# Chicago native...yet another build story



## Saving Tempest (Jan 28, 2019)

Tomorrow Fedex/Bikeflights is scheduled to deliver my Chicago Schwinn Cruiser.

And I realized something.

I've looked at Schwinn color choices for other cantilevered models into the eighties and it dawned on me that BLACK may not have been a common color choice at that time, maybe not until near the end of Chicago production..

I had thought about painting it another color but then I though to my self, NO, SELF, BLACK IS BADASS!

So I have set out to clean up and fix the paint it already has and get a new set of decals from Bicyclebones.

As the song goes can I get a hell yeah?

Okay, enough of that.

I repainted the nine hole rack from RustyK's parted straightbar and I'm getting a  mounting bracket to match.
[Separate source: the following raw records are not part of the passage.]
#[cfg(test)]
mod tests {
    use super::*;
    use crate::model::{EnumDef, Field, StructDef, UnionCase, UnionDef};

    fn field(name: &str, type_name: &str, module: &str) -> Field {
        Field::new(name, type_name, type_name, module)
    }

    fn demo_registry() -> TypeRegistry {
        let mut reg = TypeRegistry::new();
        reg.register(
            "Demo",
            "Point",
            IdlType::Struct(StructDef {
                name: "Point".to_string(),
                module: "Demo".to_string(),
                fields: vec![
                    field("latitude", "double", "Demo"),
                    field("longitude", "double", "Demo"),
                ],
            }),
        );
        let mut samples = field("samples", "long", "Demo");
        samples.is_sequence = true;
        samples.sequence_limit = Some("4".to_string());
        let mut grid = field("grid", "long", "Demo");
        grid.is_array = true;
        grid.array_dims = vec!["2".to_string()];
        reg.register(
            "Demo",
            "Reading",
            IdlType::Struct(StructDef {
                name: "Reading".to_string(),
                module: "Demo".to_string(),
                fields: vec![
                    field("sensor_id", "string", "Demo"),
                    field("position", "Point", "Demo"),
                    samples,
                    grid,
                    field("has_error", "boolean", "Demo"),
                ],
            }),
        );
        reg
    }

    #[test]
    fn test_demo_reading_assignments() {
        let reg = demo_registry();
        let table = ValueTable::default();
        let mut gen = CodeGenerator::new(&reg, &table);
        let lines = gen.generate_assignments("Reading", "Demo", "m_data");

        assert!(lines.contains(&"m_data.sensor_id(\"DeviceID_123\");".to_string()));
        assert!(lines.contains(&"m_data.position().latitude(37.7749);".to_string()));
        assert!(lines.contains(&"m_data.position().longitude(-122.4194);".to_string()));
        assert!(lines.contains(&"m_data.samples().push_back(123456789L);".to_string()));
        assert!(lines.contains(&"m_data.grid()[0] = 123456789L;".to_string()));
        assert!(lines.contains(&"m_data.has_error(false);".to_string()));
        assert!(gen.diagnostics().is_empty());
    }

    #[test]
    fn test_generation_is_deterministic() {
        let reg = demo_registry();
        let table = ValueTable::default();
        let mut gen = CodeGenerator::new(&reg, &table);
        let first = gen.generate_assignments("Reading", "Demo", "m_data");
        let second = gen.generate_assignments("Reading", "Demo", "m_data");
        assert_eq!(first, second);
    }

    #[test]
    fn test_missing_struct_yields_error_line() {
        let reg = TypeRegistry::new();
        let table = ValueTable::default();
        let mut gen = CodeGenerator::new(&reg, &table);
        let lines = gen.generate_assignments("Nope", "Demo", "m_data");
        assert_eq!(lines.len(), 1);
        assert!(lines[0].starts_with("// ERROR"));
        assert_eq!(gen.diagnostics().len(), 1);
    }

    #[test]
    fn test_enum_topical_selection() {
        let mut reg = TypeRegistry::new();
        reg.register(
            "M",
            "Status",
            IdlType::Enum(EnumDef {
                name: "Status".to_string(),
                module: "M".to_string(),
                values: vec![
                    "IDLE".to_string(),
                    "PATROL".to_string(),
                    "ERROR".to_string(),
                ],
            }),
        );
        reg.register(
            "M",
            "Task",
            IdlType::Struct(StructDef {
                name: "Task".to_string(),
                module: "M".to_string(),
                fields: vec![field("task_status", "Status", "M"), field("mode", "Status", "M")],
            }),
        );
        let table = ValueTable::default();
        let mut gen = CodeGenerator::new(&reg, &table);
        let lines = gen.generate_assignments("Task", "M", "m_data");
        // `status` in the name prefers IDLE/PATROL; other fields take the
        // first declared symbol.
        assert!(lines.contains(&"m_data.task_status(M::Status::IDLE);".to_string()));
        assert!(lines.contains(&"m_data.mode(M::Status::IDLE);".to_string()));
    }

    #[test]
    fn test_enum_without_preference_takes_first_value() {
        let mut reg = TypeRegistry::new();
        reg.register(
            "M",
            "Color",
            IdlType::Enum(EnumDef {
                name: "Color".to_string(),
                module: "M".to_string(),
                values: vec!["RED".to_string(), "GREEN".to_string()],
            }),
        );
        reg.register(
            "M",
            "S",
            IdlType::Struct(StructDef {
                name: "S".to_string(),
                module: "M".to_string(),
                fields: vec![field("paint", "Color", "M")],
            }),
        );
        let table = ValueTable::default();
        let mut gen = CodeGenerator::new(&reg, &table);
        let lines = gen.generate_assignments("S", "M", "m_data");
        assert_eq!(lines, vec!["m_data.paint(M::Color::RED);".to_string()]);
    }

    fn union_registry(cases: Vec<UnionCase>, disc: &str) -> TypeRegistry {
        let mut reg = TypeRegistry::new();
        reg.register(
            "M",
            "Point",
            IdlType::Struct(StructDef {
                name: "Point".to_string(),
                module: "M".to_string(),
                fields: vec![field("latitude", "double", "M")],
            }),
        );
        reg.register(
            "M",
            "Payload",
            IdlType::Union(UnionDef {
                name: "Payload".to_string(),
                module: "M".to_string(),
                discriminator_type: disc.to_string(),
                cases,
            }),
        );
        reg.register(
            "M",
            "Msg",
            IdlType::Struct(StructDef {
                name: "Msg".to_string(),
                module: "M".to_string(),
                fields: vec![field("location", "Payload", "M")],
            }),
        );
        reg
    }

    #[test]
    fn test_union_first_non_default_case_selected() {
        let reg = union_registry(
            vec![
                UnionCase {
                    labels: vec!["default:".to_string()],
                    field: field("code", "long", "M"),
                },
                UnionCase {
                    labels: vec!["case 1:".to_string()],
                    field: field("gps_data", "Point", "M"),
                },
            ],
            "long",
        );
        let table = ValueTable::default();
        let mut gen = CodeGenerator::new(&reg, &table);
        let lines = gen.generate_assignments("Msg", "M", "m_data");

        assert!(lines.contains(&"m_data.location()._d(1);".to_string()));
        assert!(lines.contains(&"m_data.location().gps_data().latitude(37.7749);".to_string()));
        // Exactly one case is assigned: the default arm stays untouched.
        assert!(!lines.iter().any(|l| l.contains("code")));
    }

    #[test]
    fn test_union_keyword_steering() {
        let reg = union_registry(
            vec![
                UnionCase {
                    labels: vec!["case 1:".to_string()],
                    field: field("gps_data", "Point", "M"),
                },
                UnionCase {
                    labels: vec!["case 2:".to_string()],
                    field: field("status_code", "long", "M"),
                },
            ],
            "long",
        );
        let table = ValueTable::default();
        let mut reg2 = reg;
        // Rename the rooting field so the `status` keyword steers selection.
        if let Some(IdlType::Struct(s)) = reg2.entry_mut("M::Msg") {
            s.fields[0].name = "unit_status".to_string();
        }
        let table2 = table;
        let mut gen = CodeGenerator::new(&reg2, &table2);
        let lines = gen.generate_assignments("Msg", "M", "m_data");
        assert!(lines.contains(&"m_data.unit_status()._d(2);".to_string()));
        assert!(lines.iter().any(|l| l.contains("status_code")));
        assert!(!lines.iter().any(|l| l.contains("gps_data")));
    }

    #[test]
    fn test_union_default_only_case() {
        let reg = union_registry(
            vec![UnionCase {
                labels: vec!["default:".to_string()],
                field: field("code", "long", "M"),
            }],
            "long",
        );
        let table = ValueTable::default();
        let mut gen = CodeGenerator::new(&reg, &table);
        let lines = gen.generate_assignments("Msg", "M", "m_data");
        assert!(lines.contains(&"m_data.location()._d(0 /* default case assumed */);".to_string()));
        assert!(lines.contains(&"m_data.location().code(123456789L);".to_string()));
    }

    #[test]
    fn test_union_enum_discriminator_qualified() {
        let mut reg = union_registry(
            vec![UnionCase {
                labels: vec!["case ACTIVE:".to_string()],
                field: field("gps_data", "Point", "M"),
            }],
            "Kind",
        );
        reg.register(
            "M",
            "Kind",
            IdlType::Enum(EnumDef {
                name: "Kind".to_string(),
                module: "M".to_string(),
                values: vec!["ACTIVE".to_string()],
            }),
        );
        let table = ValueTable::default();
        let mut gen = CodeGenerator::new(&reg, &table);
        let lines = gen.generate_assignments("Msg", "M", "m_data");
        assert!(lines.contains(&"m_data.location()._d(M::Kind::ACTIVE);".to_string()));
    }

    #[test]
    fn test_sequence_of_structs_gets_two_moved_elements() {
        let mut reg = TypeRegistry::new();
        reg.register(
            "M",
            "Point",
            IdlType::Struct(StructDef {
                name: "Point".to_string(),
                module: "M".to_string(),
                fields: vec![field("latitude", "double", "M")],
            }),
        );
        let mut pts = field("pts", "Point", "M");
        pts.is_sequence = true;
        reg.register(
            "M",
            "Track",
            IdlType::Struct(StructDef {
                name: "Track".to_string(),
                module: "M".to_string(),
                fields: vec![pts],
            }),
        );
        let table = ValueTable::default();
        let mut gen = CodeGenerator::new(&reg, &table);
        let lines = gen.generate_assignments("Track", "M", "m_data");

        assert!(lines.contains(&"M::Point m_data_pts_item;".to_string()));
        assert!(lines.contains(&"m_data_pts_item.latitude(37.7749);".to_string()));
        assert!(lines.contains(&"m_data.pts().push_back(m_data_pts_item);".to_string()));
        assert!(lines.contains(&"M::Point m_data_pts_item2;".to_string()));
        assert!(lines
            .contains(&"m_data.pts().push_back(std::move(m_data_pts_item2));".to_string()));
    }

    #[test]
    fn test_unknown_type_degrades_to_error_comment() {
        let mut reg = TypeRegistry::new();
        reg.register(
            "M",
            "S",
            IdlType::Struct(StructDef {
                name: "S".to_string(),
                module: "M".to_string(),
                fields: vec![field("mystery", "Ghost", "M")],
            }),
        );
        let table = ValueTable::default();
        let mut gen = CodeGenerator::new(&reg, &table);
        let lines = gen.generate_assignments("S", "M", "m_data");
        assert_eq!(lines.len(), 1);
        assert!(lines[0].contains("// ERROR"));
        assert!(lines[0].contains("Ghost"));
        assert_eq!(gen.diagnostics().len(), 1);
    }

    #[test]
    fn test_string_sequence_gets_single_element() {
        let mut reg = TypeRegistry::new();
        let mut tags = field("tags", "string", "M");
        tags.is_sequence = true;
        reg.register(
            "M",
            "S",
            IdlType::Struct(StructDef {
                name: "S".to_string(),
                module: "M".to_string(),
                fields: vec![tags],
            }),
        );
        let table = ValueTable::default();
        let mut gen = CodeGenerator::new(&reg, &table);
        let lines = gen.generate_assignments("S", "M", "m_data");
        let pushes: Vec<&String> = lines.iter().filter(|l| l.contains("push_back")).collect();
        // Both synthetic item names resolve to the same literal, so only one
        // element is pushed.
        assert_eq!(pushes.len(), 1);
        assert!(pushes[0].contains("\"Hello IDL\""));
    }
}
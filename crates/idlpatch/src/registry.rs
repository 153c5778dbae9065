// SPDX-License-Identifier: Apache-2.0 OR MIT
// Copyright (c) 2025-2026 naskel.com

//! Scoped type registry filled by the parser and read by the generator.
//!
//! Entries are keyed `Module::Name` (bare `Name` for global scope). A name is
//! registered once per scope; re-declarations are ignored. A secondary
//! bare-name map records which module first declared each name and serves as
//! the fallback when resolving unscoped references.

use crate::model::{EnumDef, IdlType, StructDef};
use std::collections::HashMap;

#[derive(Debug, Default)]
pub struct TypeRegistry {
    types: HashMap<String, IdlType>,
    module_of: HashMap<String, String>,
}

impl TypeRegistry {
    pub fn new() -> Self {
        Self::default()
    }

    /// Build the registry key for a name in a scope.
    pub fn scoped_key(module: &str, name: &str) -> String {
        if module.is_empty() {
            name.to_string()
        } else {
            format!("{module}::{name}")
        }
    }

    /// Register a placeholder entry. First discovery wins: returns `false`
    /// (and drops `ty`) when the scoped name already exists.
    pub fn register(&mut self, module: &str, name: &str, ty: IdlType) -> bool {
        self.module_of
            .entry(name.to_string())
            .or_insert_with(|| module.to_string());
        let key = Self::scoped_key(module, name);
        if self.types.contains_key(&key) {
            return false;
        }
        self.types.insert(key, ty);
        true
    }

    /// Look up a type by raw reference, prioritizing module context:
    /// explicit `Module::Name` scope, then the current module, then the
    /// bare-name fallback map, then an unscoped global entry.
    pub fn get(&self, raw_name: &str, current_module: &str) -> Option<&IdlType> {
        if raw_name.contains("::") {
            return self.types.get(raw_name);
        }
        if !current_module.is_empty() {
            if let Some(t) = self.types.get(&Self::scoped_key(current_module, raw_name)) {
                return Some(t);
            }
        }
        if let Some(module) = self.module_of.get(raw_name) {
            if let Some(t) = self.types.get(&Self::scoped_key(module, raw_name)) {
                return Some(t);
            }
        }
        match self.types.get(raw_name) {
            Some(t) if t.module().is_empty() => Some(t),
            _ => None,
        }
    }

    /// Type-narrowing lookup: `None` when the name resolves to a non-struct.
    pub fn get_struct(&self, raw_name: &str, current_module: &str) -> Option<&StructDef> {
        match self.get(raw_name, current_module) {
            Some(IdlType::Struct(s)) => Some(s),
            _ => None,
        }
    }

    /// Type-narrowing lookup: `None` when the name resolves to a non-enum.
    pub fn get_enum(&self, raw_name: &str, current_module: &str) -> Option<&EnumDef> {
        match self.get(raw_name, current_module) {
            Some(IdlType::Enum(e)) => Some(e),
            _ => None,
        }
    }

    /// Mutable access by exact scoped key, used during body parsing.
    pub(crate) fn entry_mut(&mut self, key: &str) -> Option<&mut IdlType> {
        self.types.get_mut(key)
    }

    pub fn contains_key(&self, key: &str) -> bool {
        self.types.contains_key(key)
    }

    pub fn len(&self) -> usize {
        self.types.len()
    }

    pub fn is_empty(&self) -> bool {
        self.types.is_empty()
    }

    /// Iterate all entries. Order is unspecified; callers that need
    /// determinism must sort.
    pub fn iter(&self) -> impl Iterator<Item = (&String, &IdlType)> {
        self.types.iter()
    }

    /// All scoped keys, sorted. Used where iteration order must be stable.
    pub fn sorted_keys(&self) -> Vec<String> {
        let mut keys: Vec<String> = self.types.keys().cloned().collect();
        keys.sort();
        keys
    }
}

#[cfg(test)]
mod tests {
    use super::*;
    use crate::model::{EnumDef, StructDef};

    fn strukt(name: &str, module: &str) -> IdlType {
        IdlType::Struct(StructDef {
            name: name.to_string(),
            module: module.to_string(),
            fields: Vec::new(),
        })
    }

    #[test]
    fn test_first_registration_wins() {
        let mut reg = TypeRegistry::new();
        assert!(reg.register("Core", "Point", strukt("Point", "Core")));
        assert!(!reg.register("Core", "Point", strukt("Point", "Core")));
        assert_eq!(reg.len(), 1);
    }

    #[test]
    fn test_lookup_prefers_current_module() {
        let mut reg = TypeRegistry::new();
        reg.register("A", "Point", strukt("Point", "A"));
        reg.register("B", "Point", strukt("Point", "B"));

        let got = reg.get("Point", "B").expect("lookup failed");
        assert_eq!(got.module(), "B");
    }

    #[test]
    fn test_bare_name_fallback_uses_first_declaring_module() {
        let mut reg = TypeRegistry::new();
        reg.register("A", "Point", strukt("Point", "A"));
        reg.register("B", "Point", strukt("Point", "B"));

        // No module context: the first writer of the bare name wins.
        let got = reg.get("Point", "").expect("lookup failed");
        assert_eq!(got.module(), "A");
    }

    #[test]
    fn test_global_entry_resolves_without_scope() {
        let mut reg = TypeRegistry::new();
        reg.register("", "Header", strukt("Header", ""));
        assert!(reg.get("Header", "").is_some());
        // And from inside a module that does not shadow it.
        assert!(reg.get("Header", "Core").is_some());
    }

    #[test]
    fn test_explicit_scope_bypasses_context() {
        let mut reg = TypeRegistry::new();
        reg.register("A", "Point", strukt("Point", "A"));
        assert!(reg.get("A::Point", "B").is_some());
        assert!(reg.get("B::Point", "B").is_none());
    }

    #[test]
    fn test_type_narrowing_wrappers() {
        let mut reg = TypeRegistry::new();
        reg.register("A", "Point", strukt("Point", "A"));
        reg.register(
            "A",
            "Status",
            IdlType::Enum(EnumDef {
                name: "Status".to_string(),
                module: "A".to_string(),
                values: vec!["IDLE".to_string()],
            }),
        );

        assert!(reg.get_struct("Point", "A").is_some());
        assert!(reg.get_enum("Point", "A").is_none());
        assert!(reg.get_enum("Status", "A").is_some());
        assert!(reg.get_struct("Status", "A").is_none());
    }
}
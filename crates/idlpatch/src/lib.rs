// SPDX-License-Identifier: Apache-2.0 OR MIT
// Copyright (c) 2025-2026 naskel.com

//! IDL-driven default-data patcher for generated DDS publisher sources.
//!
//! The pipeline has three stages:
//!
//! 1. [`parser::IdlParser`] scans a directory of `.idl` files and fills a
//!    [`registry::TypeRegistry`] with struct, enum, union and typedef
//!    definitions.
//! 2. [`codegen::CodeGenerator`] walks a struct definition and emits C++
//!    assignment statements with synthetic values chosen by a configurable
//!    [`values::ValueTable`].
//! 3. [`patcher::FilePatcher`] injects the generated statements into
//!    `*PublisherApp.cxx` sources between marker comments, idempotently and
//!    with a backup of the original file.
//!
//! Malformed input degrades to [`diag::Diagnostic`] entries; a run only fails
//! hard when nothing at all was discovered or patched.

pub mod codegen;
pub mod diag;
pub mod model;
pub mod parser;
pub mod patcher;
pub mod registry;
pub mod report;
pub mod scan;
pub mod values;

pub use codegen::{AccessMode, CodeGenerator};
pub use diag::{Diagnostic, Severity, ToolError};
pub use model::{EnumDef, Field, IdlType, StructDef, TypedefDef, UnionCase, UnionDef};
pub use parser::IdlParser;
pub use patcher::{FilePatcher, PatcherOptions};
pub use registry::TypeRegistry;
pub use report::PatchReport;
pub use values::ValueTable;
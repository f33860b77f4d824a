use crate::entities::daily_checkin_entity as checkins;
use crate::error::AppResult;
use crate::models::CheckinStatusResponse;
use crate::utils::time_utils;
use chrono::{DateTime, NaiveDate, Utc};
use std::sync::Arc;
use sea_orm::sea_query::OnConflict;
use sea_orm::{
    ColumnTrait, DatabaseConnection, EntityTrait, FromQueryResult, PaginatorTrait, QueryFilter,
    QueryOrder, QuerySelect, Set,
};

/// 周期内每用户签到天数（group by 聚合行）
#[derive(Debug, Clone, FromQueryResult)]
pub struct UserCheckinCount {
    pub user_id: i64,
    pub checkin_days: i64,
}

#[derive(Clone)]
pub struct CheckinService {
    pool: Arc<DatabaseConnection>,
}

impl CheckinService {
    pub fn new(pool: Arc<DatabaseConnection>) -> Self {
        Self { pool }
    }

    /// 记一次签到：按消息时间的北京自然日入账，当天已有记录则只刷新消息信息
    pub async fn mark_checkin(
        &self,
        chat_id: i64,
        user_id: i64,
        message_id: i64,
        message_time: DateTime<Utc>,
    ) -> AppResult<NaiveDate> {
        let checkin_date = time_utils::today_beijing(message_time);

        let am = checkins::ActiveModel {
            chat_id: Set(chat_id),
            user_id: Set(user_id),
            checkin_date: Set(checkin_date),
            message_id: Set(message_id),
            message_time: Set(message_time),
            ..Default::default()
        };

        checkins::Entity::insert(am)
            .on_conflict(
                OnConflict::columns([
                    checkins::Column::ChatId,
                    checkins::Column::UserId,
                    checkins::Column::CheckinDate,
                ])
                .update_columns([checkins::Column::MessageId, checkins::Column::MessageTime])
                .to_owned(),
            )
            .exec(&*self.pool)
            .await?;

        Ok(checkin_date)
    }

    /// 用户今天是否已签到、本周已签到几天
    pub async fn get_checkin_status(
        &self,
        chat_id: i64,
        user_id: i64,
        now: DateTime<Utc>,
    ) -> AppResult<CheckinStatusResponse> {
        let today = time_utils::today_beijing(now);
        let (week_start, week_end) = time_utils::week_start_end(today);

        let today_row = checkins::Entity::find()
            .filter(checkins::Column::ChatId.eq(chat_id))
            .filter(checkins::Column::UserId.eq(user_id))
            .filter(checkins::Column::CheckinDate.eq(today))
            .one(&*self.pool)
            .await?;

        let week_count = checkins::Entity::find()
            .filter(checkins::Column::ChatId.eq(chat_id))
            .filter(checkins::Column::UserId.eq(user_id))
            .filter(checkins::Column::CheckinDate.between(week_start, week_end))
            .count(&*self.pool)
            .await?;

        Ok(CheckinStatusResponse {
            today_checked: today_row.is_some(),
            week_checkin_count: week_count as i64,
            checkin_date: today,
        })
    }

    /// 某日签到人数（唯一键保证一人一天一条，直接计数即可）
    pub async fn count_checkins_for_date(&self, chat_id: i64, date: NaiveDate) -> AppResult<i64> {
        let count = checkins::Entity::find()
            .filter(checkins::Column::ChatId.eq(chat_id))
            .filter(checkins::Column::CheckinDate.eq(date))
            .count(&*self.pool)
            .await?;
        Ok(count as i64)
    }

    /// 周期内全部用户的签到天数聚合，按 user_id 升序（抽取池的固定顺序）
    pub async fn weekly_checkin_counts(
        &self,
        chat_id: i64,
        week_start: NaiveDate,
        week_end: NaiveDate,
    ) -> AppResult<Vec<UserCheckinCount>> {
        let rows = checkins::Entity::find()
            .select_only()
            .column(checkins::Column::UserId)
            .column_as(checkins::Column::Id.count(), "checkin_days")
            .filter(checkins::Column::ChatId.eq(chat_id))
            .filter(checkins::Column::CheckinDate.between(week_start, week_end))
            .group_by(checkins::Column::UserId)
            .order_by_asc(checkins::Column::UserId)
            .into_model::<UserCheckinCount>()
            .all(&*self.pool)
            .await?;
        Ok(rows)
    }

    /// 删除某日期之前的签到记录（保留期清理），返回删除行数
    pub async fn delete_before(&self, chat_id: i64, cutoff_date: NaiveDate) -> AppResult<u64> {
        let res = checkins::Entity::delete_many()
            .filter(checkins::Column::ChatId.eq(chat_id))
            .filter(checkins::Column::CheckinDate.lt(cutoff_date))
            .exec(&*self.pool)
            .await?;
        Ok(res.rows_affected)
    }
}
I added the last antique amber jewel I had left and I have to reinstall the arms.

I have to have something to hang saddlebags over if I wish! It's fenderless after all. A repositioning of the relector that's already there and I'm good.

I have the stem, bars and grips, a seat and post, clean up the rims, get tires and add the pedals, it's almost a party.

That's exactly what I'll have with the '62 Higgins Flightliner after all, a rack and no fenders, balloon tires.

Now maybe I'm mistaken but black is still totally badass.

Oh. I forgot, the chain is likely toast, but no problem.






Some assembly required...


----------



## Saving Tempest (Jan 28, 2019)

In case you are wondering, there should be a place on the seat where I can attach that reflector sideways at least or put an LED blinkie. Another Rocket Ray is going on the bars.


----------



## GTs58 (Jan 28, 2019)

Chicago Cool. 1981 or possible 82 model? The headbadge # will tell all.


----------



## Saving Tempest (Jan 30, 2019)

I haven't opened the box yet. Much cleaning and work must be done this week and I am going to see Bob Seger in Nampa, Idaho tomorrow. Rafael knows (@A.S.BOLTNUT )...


----------



## Saving Tempest (Feb 1, 2019)

I picked up the bars for my stem when mom took me to the concert, so I have almost all of it.


----------



## Saving Tempest (Feb 1, 2019)

@Boris here are your reflectors mounted on the grips, the right side needs to be glued or something so it stays put.


----------



## Boris (Feb 1, 2019)

Steven-
Thanks for posting. Don't glue, you should be able to tighten down. I just looked at the way I have mine mounted in my grips. I replaced the wing nut with a hex nut and washer and used a socket on an extender to tighten the reflector on. What is the problem that you're having getting yours to tighten?


----------



## Saving Tempest (Feb 2, 2019)

The other side went on just fine. It's trickier than rocking a rhyme that's right on time though.

You take the washer off the post and drop it inside to align with the hole, then get the nut in there and push against it while you start the threading, letting off a smidge so hold it in place and tighten. You don't want the washer between the grip and reflector back to minimize exposure of metal parts and assure a rubber to rubber seal.

That right grip isn't following the Marquess of Queensberry Rules though. I'll see if I can get a regular nut on it, was using as much of your parts as I could, minus the springs.


----------



## Saving Tempest (Dec 13, 2019)

I fpund a Wald basket in nearly new condition on Craigslist for *$10!*

Now I am looking for a chromed non-train light front fender, Phantom style to match the rear one I have.





I've sent an email of to Bicyclebone as well looking. I'd love to finish the bike for New Year's.


----------